Surgical care has been impacted by the coronavirus disease 2019 pandemic, with concerns raised around surgical safety, especially in terms of laparoscopic versus open surgery. Due to potential ...aerosol transmission of severe acute respiratory syndrome coronavirus 2, precautions during aerosol‐generating procedures and production of surgical plume are paramount for the safety of surgical teams. From a rapid review on the topic, a working group of expert surgeons developed evidence‐based guidance to support safe surgical practice in the current environment.
Background
Coronavirus disease 2019 (COVID‐19), caused by severe acute respiratory syndrome coronavirus 2 (SARS‐CoV‐2), has created a global pandemic. Surgical care has been impacted, with concerns raised around surgical safety, especially in terms of laparoscopic versus open surgery.

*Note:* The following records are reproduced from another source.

use std::path::PathBuf;
use std::time::Duration;

use anyhow::Context;
use chrono::Utc;
use clap::{Args, Parser, Subcommand};
use rand::{SeedableRng, rngs::SmallRng};
use sorte_core::{
    self as game, AutoTick, LotteryGame, PAY_ROW, SlotGame, StartParams, Symbol, SymbolWeights,
};

use crate::store::FileStore;

mod store;

#[derive(Parser)]
#[command(name = "sorte", version, about = "Lucky-number lottery and slot machine")]
struct Cli {
    #[command(subcommand)]
    command: Commands,

    /// File holding the saved games
    #[arg(long, env = "SORTE_STORE", default_value = "sorte.json")]
    store: PathBuf,

    /// Force a seed instead of random
    #[arg(long, env = "SORTE_SEED")]
    seed: Option<u64>,

    #[command(flatten)]
    verbose: clap_verbosity_flag::Verbosity,
}

#[derive(Subcommand)]
enum Commands {
    /// Lucky-number betting game
    #[command(subcommand)]
    Lottery(LotteryCommand),
    /// 3x3 slot machine
    #[command(subcommand)]
    Slot(SlotCommand),
}

#[derive(Subcommand)]
enum LotteryCommand {
    /// Start or restart with fresh balance and history
    Start(StartArgs),
    /// Draw a number
    Play {
        #[arg(short = 'n', long, default_value_t = 1)]
        times: u32,
    },
    /// Clear the play history
    ResetHistory,
    /// Print the current state
    Show,
}

#[derive(Args)]
struct StartArgs {
    /// Bet per play, junk falls back to the default
    #[arg(long)]
    bet: Option<String>,
    /// Starting balance, junk falls back to the default
    #[arg(long)]
    balance: Option<String>,
    /// easy, normal or hard
    #[arg(long)]
    difficulty: Option<String>,
}

#[derive(Subcommand)]
enum SlotCommand {
    /// Spin the reels
    Spin {
        #[arg(short = 'n', long, default_value_t = 1)]
        times: u32,
    },
    /// Keep spinning until the bet is unaffordable or the limit is hit
    Auto {
        #[arg(long, default_value_t = 50)]
        max_spins: u32,
        /// Delay between spins, defaults to the auto-play interval
        #[arg(long)]
        interval_ms: Option<u32>,
    },
    /// Raise or lower the bet
    Bet {
        #[arg(allow_hyphen_values = true)]
        delta: f64,
    },
    /// Replace the symbol weights, e.g. `gem=10 seven=2`
    Weights {
        #[arg(value_parser = parse_weight, required = true)]
        weights: Vec<(Symbol, u32)>,
    },
    /// Write the spin history as CSV, oldest first
    Export { path: PathBuf },
    /// Restore the starting credits and bet
    Reset,
    /// Print the current state
    Show,
}

fn parse_weight(input: &str) -> Result<(Symbol, u32), String> {
    let (name, weight) = input
        .split_once('=')
        .ok_or_else(|| format!("expected symbol=weight, got {input:?}"))?;
    let symbol = Symbol::ALL
        .into_iter()
        .find(|symbol| symbol.name().eq_ignore_ascii_case(name.trim()))
        .ok_or_else(|| format!("unknown symbol {name:?}"))?;
    let weight = weight
        .trim()
        .parse()
        .map_err(|err| format!("bad weight {weight:?}: {err}"))?;
    Ok((symbol, weight))
}

fn make_rng(seed: Option<u64>) -> SmallRng {
    match seed {
        Some(seed) => SmallRng::seed_from_u64(seed),
        None => SmallRng::from_os_rng(),
    }
}

fn main() -> anyhow::Result<()> {
    let cli = Cli::parse();
    env_logger::Builder::new()
        .filter_level(cli.verbose.log_level_filter())
        .init();

    let mut store = FileStore::new(&cli.store);
    let mut rng = make_rng(cli.seed);
    log::debug!("store: {}", store.path().display());

    match cli.command {
        Commands::Lottery(command) => run_lottery(command, &mut store, &mut rng),
        Commands::Slot(command) => run_slot(command, &mut store, &mut rng),
    }
}

fn run_lottery(
    command: LotteryCommand,
    store: &mut FileStore,
    rng: &mut SmallRng,
) -> anyhow::Result<()> {
    let mut lottery: LotteryGame = game::load_or_default(store);

    match command {
        LotteryCommand::Start(args) => {
            let current = lottery.start_params();
            let params = StartParams::from_inputs(
                &args.bet.unwrap_or_else(|| current.bet.to_string()),
                &args.balance.unwrap_or_else(|| current.balance.to_string()),
                args.difficulty
                    .as_deref()
                    .unwrap_or(current.difficulty.name()),
            );
            lottery.start(params);
            println!(
                "Started: balance {:.0}, bet {:.0}, {} ({})",
                params.balance,
                params.bet,
                params.difficulty.name(),
                params.difficulty.odds_summary()
            );
        }
        LotteryCommand::Play { times } => {
            for _ in 0..times {
                match lottery.play(rng, Utc::now()) {
                    Ok(report) => {
                        let outcome = &report.outcome;
                        println!(
                            "number {:>2}  {:<12} {:>+6}  balance {:.0}",
                            outcome.number, outcome.label, outcome.delta, report.balance
                        );
                        if report.depleted {
                            println!("Balance is zero, run `lottery start` to play again.");
                        }
                    }
                    Err(err) => {
                        println!("{}", err);
                        break;
                    }
                }
            }
        }
        LotteryCommand::ResetHistory => {
            lottery.reset_history();
            println!("History cleared.");
        }
        LotteryCommand::Show => {
            print_lottery(&lottery);
            return Ok(());
        }
    }

    game::save(store, &lottery);
    Ok(())
}

fn print_lottery(lottery: &LotteryGame) {
    println!(
        "phase {:?}  balance {:.0}  bet {:.0}  difficulty {}",
        lottery.phase(),
        lottery.balance(),
        lottery.bet(),
        lottery.difficulty().name()
    );
    println!("{}", lottery.difficulty().odds_summary());
    for record in lottery.history().iter() {
        println!(
            "{}  num:{:>2}  {:<12} {:>+6}  balance:{:.0}",
            record.time.format("%Y-%m-%d %H:%M:%S"),
            record.number,
            record.label,
            record.delta,
            record.balance_after
        );
    }
}

fn run_slot(command: SlotCommand, store: &mut FileStore, rng: &mut SmallRng) -> anyhow::Result<()> {
    let mut slot: SlotGame = game::load_or_default(store);

    match command {
        SlotCommand::Spin { times } => {
            for _ in 0..times {
                match slot.spin(rng, Utc::now()) {
                    Ok(report) => print_spin(&report, &slot),
                    Err(err) => {
                        println!("{}", err);
                        break;
                    }
                }
            }
        }
        SlotCommand::Auto {
            max_spins,
            interval_ms,
        } => {
            if let Err(err) = slot.toggle_auto() {
                println!("{}", err);
                return Ok(());
            }
            let interval_ms = interval_ms.unwrap_or(slot.auto().interval_ms());
            let interval = Duration::from_millis(interval_ms.into());
            let mut spins = 0;
            loop {
                if spins >= max_spins {
                    slot.toggle_auto()?;
                    println!("Auto-play finished after {} spins.", spins);
                    break;
                }
                let tick = slot.auto_tick(rng, Utc::now());
                if let Some(report) = tick.report() {
                    spins += 1;
                    print_spin(report, &slot);
                }
                game::save(store, &slot);
                if let AutoTick::Stop { reason, .. } = tick {
                    println!("Auto-play stopped: {:?}", reason);
                    break;
                }
                std::thread::sleep(interval);
            }
            return Ok(());
        }
        SlotCommand::Bet { delta } => {
            println!("Bet is now {:.2}", slot.adjust_bet(delta));
        }
        SlotCommand::Weights { weights } => {
            slot.set_weights(SymbolWeights::new(weights));
            print_weights(&slot);
        }
        SlotCommand::Export { path } => {
            let rows = slot.export_history();
            let mut wtr = csv::Writer::from_path(&path)
                .with_context(|| format!("could not create {}", path.display()))?;
            for row in &rows {
                wtr.serialize(row)?;
            }
            wtr.flush()?;
            println!("Exported {} spins to {}", rows.len(), path.display());
            return Ok(());
        }
        SlotCommand::Reset => {
            slot.reset();
            println!("Credits reset to {:.2}", slot.balance());
        }
        SlotCommand::Show => {
            println!(
                "credits {:.2}  bet {:.2}  spins logged {}",
                slot.balance(),
                slot.bet(),
                slot.history().len()
            );
            print_weights(&slot);
            return Ok(());
        }
    }

    game::save(store, &slot);
    Ok(())
}

fn print_spin(report: &game::SpinReport, slot: &SlotGame) {
    for (row, symbols) in report.grid.iter().enumerate() {
        let line: Vec<&str> = symbols.iter().map(|symbol| symbol.glyph()).collect();
        let marker = if row == PAY_ROW { ">" } else { " " };
        println!("{} {}", marker, line.join(" "));
    }
    println!(
        "  payout {:.2}  credits {:.2}  {}",
        report.payout,
        report.balance,
        slot.history()
            .latest()
            .map_or("", |record| record.label.as_str())
    );
}

fn print_weights(slot: &SlotGame) {
    let weights: Vec<String> = slot
        .weights()
        .iter()
        .map(|(symbol, weight)| format!("{}={}", symbol.name(), weight))
        .collect();
    println!("weights {}", weights.join(" "));
}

Due to potential aerosol transmission of SARS‐CoV‐2, precautions during aerosol‐generating procedures and production of surgical plume are paramount for the safety of surgical teams.
Methods
A rapid review methodology was used with evidence sourced from PubMed, Departments of Health, surgical colleges and other health authorities. From this, a working group of expert surgeons developed recommendations for surgical safety in the current environment.
Results
Pre‐operative testing of surgical patients with reverse transcription‐polymerase chain reaction does not guarantee lack of infectivity due to a demonstrated false‐negative rate of up to 30%. All bodily tissues and fluids should therefore be treated as a potential source of COVID‐19 infection during operative management. Caution must be taken, especially when using an energy source that produces surgical plumes, and an appropriate capture device should also be used. Limiting the use of such devices or using lower energy devices is desirable. To reduce perceived risks association with desufflation of pneumoperitoneum during laparoscopic surgery, an appropriate suction irrigator system, attached to a high‐efficiency particulate air filter, should be used. Additionally, appropriate use of personal protective equipment by the surgical team is necessary during high‐risk aerosol‐generating procedures.
Conclusions
As a result of the rapid review, evidence‐based guidance has been produced to support safe surgical practice.